Hou was on a fishing boat following Mao. She remembers that day the Chairman swam for 40 minutes and "he was overjoyed." Mao was known for his passion for swimming. "But he seldom swam in the swimming pool built for him in Zhongnaihai," she says. "To him the pool was merely a bath tub. He preferred to swim in rivers, lakes or oceans."

Zeng Huang agrees that Hou's pictures reveal her own reverence towards Mao. "But her reverence was pure and innocent," he says. "There is nothing wrong for a photojournalist to be full of pure respect for his or her object. History should be grateful for her innocence which drove her to capture so many colourful images of Mao. That's a good historical record."

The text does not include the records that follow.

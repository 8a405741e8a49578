//! End-to-end pipeline tests: the staged API, phase gating, and the error
//! flag's behavior between phases.

use indoc::indoc;

use crate::Error;

#[test]
fn valid_program_flows_through_every_stage() {
    let parsed = crate::parse(indoc! {"
        int g;
        void main() {
            g = 1;
            cout << g;
        }
    "})
    .expect("valid syntax");
    let mut analyzed = parsed.analyze().expect("scope invariants hold");

    assert!(analyzed.is_valid());
    assert!(analyzed.diagnostics().is_empty());

    let asm = analyzed.codegen().expect("valid program");
    assert!(asm.starts_with("\t.data\n"));
    assert!(asm.contains("main:"));
}

#[test]
fn syntax_error_aborts_before_analysis() {
    let err = crate::parse("int ;").expect_err("bad syntax");
    let Error::Syntax(syntax) = err else {
        panic!("expected a syntax error, got {err:?}");
    };
    assert!(syntax.to_string().contains("***ERROR***"));
}

#[test]
fn type_error_blocks_code_generation() {
    let parsed = crate::parse(indoc! {"
        void main() {
            int x;
            bool b;
            x = b;
        }
    "})
    .expect("valid syntax");
    let mut analyzed = parsed.analyze().expect("scope invariants hold");

    assert!(!analyzed.is_valid());
    insta::assert_snapshot!(
        analyzed.diagnostics().printer().render().trim_end(),
        @"4:5 ***ERROR*** Type mismatch"
    );

    match analyzed.codegen() {
        Err(Error::Invalid) => {}
        other => panic!("expected Error::Invalid, got {other:?}"),
    }
}

#[test]
fn both_analysis_phases_surface_their_errors() {
    // An undeclared name (resolution) and a mismatch (type checking) in one
    // program: both phases run to completion and both report.
    let analyzed = crate::parse(indoc! {"
        void main() {
            int x;
            bool b;
            x = y;
            x = b;
        }
    "})
    .expect("valid syntax")
    .analyze()
    .expect("scope invariants hold");

    let messages: Vec<String> = analyzed
        .diagnostics()
        .iter()
        .map(|d| d.message().to_string())
        .collect();
    assert_eq!(messages, vec!["Undeclared identifier", "Type mismatch"]);
}

#[test]
fn oversized_int_literal_aborts_the_parse() {
    let err = crate::parse(indoc! {"
        void main() {
            int x;
            x = 99999999999;
        }
    "})
    .expect_err("overflow is fatal");
    let Error::Syntax(syntax) = err else {
        panic!("expected a syntax error, got {err:?}");
    };
    assert_eq!(
        syntax.to_string(),
        "3:9 ***ERROR*** integer literal too large"
    );
}

#[test]
fn function_call_scenario_compiles() {
    let mut analyzed = crate::parse(indoc! {r#"
        int f(int a, int b) {
            int c;
            c = 2;
            cout << a + c;
            return a + b + c;
        }
        void main() {
            int x;
            int y;
            x = 10;
            y = 5;
            cout << f(x, 9);
            cout << "\n";
            cout << x + y;
        }
    "#})
    .expect("valid syntax")
    .analyze()
    .expect("scope invariants hold");

    assert!(analyzed.is_valid());
    let asm = analyzed.codegen().expect("valid program");
    assert!(asm.contains("\tjal\t_f"));
    assert!(asm.contains("\t.asciiz \"\\n\""));
}

#[test]
fn struct_scenario_compiles() {
    let mut analyzed = crate::parse(indoc! {"
        struct P {
            int x;
            int y;
        };
        void main() {
            struct P p;
            p.x = 3;
            cout << p.x;
        }
    "})
    .expect("valid syntax")
    .analyze()
    .expect("scope invariants hold");

    assert!(analyzed.is_valid());
    let asm = analyzed.codegen().expect("valid program");
    assert!(asm.contains("\taddu\t$t0, $t0, 0"));
}

#[test]
fn symbol_dump_shows_the_global_scope() {
    let analyzed = crate::parse(indoc! {"
        int g;
        struct P {
            int x;
        };
        void main() {
        }
    "})
    .expect("valid syntax")
    .analyze()
    .expect("scope invariants hold");

    let dump = analyzed.dump_symbols();
    assert!(dump.contains("g: int"));
    assert!(dump.contains("P: struct"));
    assert!(dump.contains("x: int"));
    assert!(dump.contains("main: ->void"));
}
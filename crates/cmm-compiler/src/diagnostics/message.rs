//! Diagnostic message types.

use serde::Serialize;

use crate::ast::Pos;

/// Severity level of a diagnostic.
#[derive(Debug, Clone, Copy, PartialEq, Eq, Default, Serialize)]
#[serde(rename_all = "lowercase")]
pub enum Severity {
    #[default]
    Error,
    Warning,
}

impl std::fmt::Display for Severity {
    fn fmt(&self, f: &mut std::fmt::Formatter<'_>) -> std::fmt::Result {
        match self {
            Severity::Error => write!(f, "***ERROR***"),
            Severity::Warning => write!(f, "***WARNING***"),
        }
    }
}

/// A single positioned message.
///
/// `Display` is the canonical one-line form consumed by test harnesses:
/// `<line>:<col> ***ERROR*** <message>`.
#[derive(Debug, Clone, PartialEq, Eq, Serialize)]
pub struct DiagnosticMessage {
    pub(crate) severity: Severity,
    pub(crate) pos: Pos,
    pub(crate) message: String,
}

impl DiagnosticMessage {
    pub(crate) fn error(pos: Pos, message: impl Into<String>) -> Self {
        Self {
            severity: Severity::Error,
            pos,
            message: message.into(),
        }
    }

    pub(crate) fn warning(pos: Pos, message: impl Into<String>) -> Self {
        Self {
            severity: Severity::Warning,
            pos,
            message: message.into(),
        }
    }

    pub fn severity(&self) -> Severity {
        self.severity
    }

    pub fn pos(&self) -> Pos {
        self.pos
    }

    pub fn message(&self) -> &str {
        &self.message
    }

    pub(crate) fn is_error(&self) -> bool {
        self.severity == Severity::Error
    }
}

impl std::fmt::Display for DiagnosticMessage {
    fn fmt(&self, f: &mut std::fmt::Formatter<'_>) -> std::fmt::Result {
        write!(f, "{} {} {}", self.pos, self.severity, self.message)
    }
}
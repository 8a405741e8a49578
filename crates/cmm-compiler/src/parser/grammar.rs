//! Grammar productions for C--.
//!
//! One `parse_*` method per nonterminal. Precedence is encoded in the call
//! chain (`assign` → `||` → `&&` → equality → relational → additive →
//! multiplicative → unary → term); dot-access chains hang off identifiers
//! only, so `loc` is its own little grammar.

use super::SyntaxError;
use super::lexer::{LineIndex, Tok, Token, lex, token_text};
use crate::ast::{
    AssignExp, BinaryOp, Block, CallExp, Decl, DeclId, DotExp, Exp, ExpId, FnDecl, FormalDecl,
    IdExp, Ident, Loc, Pos, Program, Stmt, StructDecl, TypeSpec, UnaryOp, VarDecl,
};

pub struct Parser<'s> {
    source: &'s str,
    tokens: Vec<Token>,
    pos: usize,
    index: LineIndex,
    next_exp: u32,
    next_decl: u32,
}
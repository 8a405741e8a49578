//! cmm: a compiler for the C-- language targeting MIPS (SPIM) assembly.
//!
//! The pipeline is staged and typed: parsing either aborts with a syntax
//! error or yields a [`Parsed`] tree; analysis (name resolution, then type
//! checking) always completes and accumulates diagnostics in an
//! [`Analyzed`]; code generation is the gated phase — it refuses to run
//! while the error flag is set.
//!
//! # Example
//!
//! ```
//! let parsed = cmm_compiler::parse("void main() { cout << 42; }").expect("valid syntax");
//! let mut analyzed = parsed.analyze().expect("scope invariants hold");
//!
//! assert!(analyzed.is_valid());
//! let asm = analyzed.codegen().expect("valid program");
//! assert!(asm.contains("main:"));
//! ```

pub mod analyze;
pub mod ast;
pub mod diagnostics;
pub mod emit;
pub mod parser;

#[cfg(test)]
mod pipeline_tests;

pub use ast::{Pos, Program};
pub use diagnostics::{DiagnosticMessage, Diagnostics, DiagnosticsPrinter, Severity};
pub use parser::SyntaxError;

use analyze::{ExpTypes, Resolutions, ScopeError, SymbolTable, Symbols};

/// Errors that end a compilation outright.
///
/// Semantic (user) errors are not here: they accumulate as diagnostics and
/// are inspected between phases.
#[derive(Debug, Clone, thiserror::Error)]
pub enum Error {
    /// The parser aborted; nothing downstream ran.
    #[error(transparent)]
    Syntax(#[from] SyntaxError),

    /// Code generation was requested while the error flag is set.
    #[error("program has errors; code generation skipped")]
    Invalid,

    /// A symbol-table invariant broke. This is a compiler defect, never a
    /// user error; the driver exits non-zero.
    #[error(transparent)]
    Scope(#[from] ScopeError),
}

/// Result type for compiler operations.
pub type Result<T> = std::result::Result<T, Error>;

/// Parse C-- source into an AST. The first syntax error aborts.
pub fn parse(src: &str) -> Result<Parsed> {
    let ast = parser::Parser::new(src)?.parse()?;
    Ok(Parsed {
        ast,
        diag: Diagnostics::new(),
    })
}

/// A successfully parsed program, before analysis.
#[derive(Debug)]
pub struct Parsed {
    ast: Program,
    diag: Diagnostics,
}

impl Parsed {
    pub fn ast(&self) -> &Program {
        &self.ast
    }

    pub fn diagnostics(&self) -> &Diagnostics {
        &self.diag
    }

    pub fn unparse(&self) -> String {
        ast::unparse(&self.ast)
    }

    /// Run name resolution and type checking. Both passes always finish;
    /// their findings land in the diagnostics. `Err` here only ever means a
    /// structural scope failure.
    pub fn analyze(mut self) -> Result<Analyzed> {
        let resolved = analyze::resolve(&self.ast, &mut self.diag)?;
        let types = analyze::check(
            &self.ast,
            &resolved.symbols,
            &resolved.resolutions,
            &mut self.diag,
        );
        Ok(Analyzed {
            ast: self.ast,
            diag: self.diag,
            symbols: resolved.symbols,
            table: resolved.table,
            resolutions: resolved.resolutions,
            types,
        })
    }
}

/// A fully analyzed program: symbol tables built, every identifier linked,
/// every expression typed.
#[derive(Debug)]
pub struct Analyzed {
    ast: Program,
    diag: Diagnostics,
    symbols: Symbols,
    table: SymbolTable,
    resolutions: Resolutions,
    types: ExpTypes,
}

impl Analyzed {
    pub fn ast(&self) -> &Program {
        &self.ast
    }

    pub fn diagnostics(&self) -> &Diagnostics {
        &self.diag
    }

    pub fn is_valid(&self) -> bool {
        !self.diag.has_errors()
    }

    pub fn unparse(&self) -> String {
        ast::unparse(&self.ast)
    }

    /// Unparse with every resolved identifier use annotated with its type
    /// (the name-resolution report).
    pub fn unparse_annotated(&self) -> String {
        ast::unparse_annotated(&self.ast, &self.symbols, &self.resolutions)
    }

    /// Deterministic dump of the remaining (global) scope.
    pub fn dump_symbols(&self) -> String {
        self.table.dump(&self.symbols)
    }

    pub fn types(&self) -> &ExpTypes {
        &self.types
    }

    /// Assign storage and emit assembly. Refuses with [`Error::Invalid`] if
    /// any earlier phase reported an error.
    pub fn codegen(&mut self) -> Result<String> {
        if self.diag.has_errors() {
            return Err(Error::Invalid);
        }
        emit::assign_offsets(&self.ast, &mut self.symbols, &self.resolutions);
        Ok(emit::generate(
            &self.ast,
            &self.symbols,
            &self.resolutions,
            &self.types,
        ))
    }
}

Hou strongly feels that Mao was the saviour of both herself and of China. "Without him, I'm sure I would have been long dead of starvation or killed by the Japanese," she says.

Photographer's devotion

Fleeing the invading Japanese troops, who killed her family in North China's Shanxi Province, Hou with her schoolmates joined the guerrillas in the Zhongtiao Mountains. She joined the Communist Party of China at the age of 14.

However, she recalls, she did not truly understand the meaning of her life until the early 1940s, when she encountered Mao for the first time in Yan'an, the centre of China's revolution. She was a student of Yan'an University and Mao came to give lectures. She described Mao's tone as "dulcet" and his talks about communism and China's liberation as "clear and interesting."

Mao's lectures broadened Hou's horizons. "I suddenly felt things were changed, and a brand new world would appear as long as we follow Chairman Mao."

To her, every day was a new day in Yan'an. It was there she met her future husband Xu Xiaobing, eight years her senior. Before coming to Yan'an, Xu worked as a camera assistant for noted film director Wu Yinxian in Shanghai. Xu taught Hou all he knew about photography. If Mao had taught Hou her way of thinking, Xu had given her a method to understand the leader through the lens.

After she moved out of Zhongnanhai in 1961, Hou continued to work as a photojournalist with the Xinhua News Agency. When she left Zhongnanhai, all of her photos of Mao were kept in Zhongnanhai as part of the central archives.

Despite her glorious past, Hou was not spared from persecution during the "cultural revolution" (1966-76). At the order of Jiang Qing, Hou was sent to a work camp in the Zhongtiao Mountains, where she had joined revolutionaries some 30 years earlier.

"I don't remember that I did anything offensive to Jiang Qing. The only thing I can think of is that I refused to take pictures for her a couple of times. I didn't like her. But the Chairman asked me to forgive her if I cared for him," Hou says.

Years after Mao passed away, Hou Bo could still feel his lingering impact. In 1985, she made a visit to Hotan of northwestern Xinjiang Uygur Autonomous Region. She was delighted and surprised to find in almost every household there hang a picture she took of Chairman Mao meeting an old Uygur farmer named Kurban.

"When the local people learned that I was the photographer, they all wanted me to take a picture for them. But they got mad at me when I told them Chairman was not a god and he made mistakes. Some even tried to beat me."

Nevertheless, Hou loves that experience. "There would not be New China without Mao. And the Chinese people would not have been able to liberate themselves," says Hou, from the bottom of her heart.

Spiritually, she and her husband still live in the reality of the past, or in Mao's era. "We cannot forget Chairman Mao. He is the man who decided China's destiny and mine as well," says Hou Bo.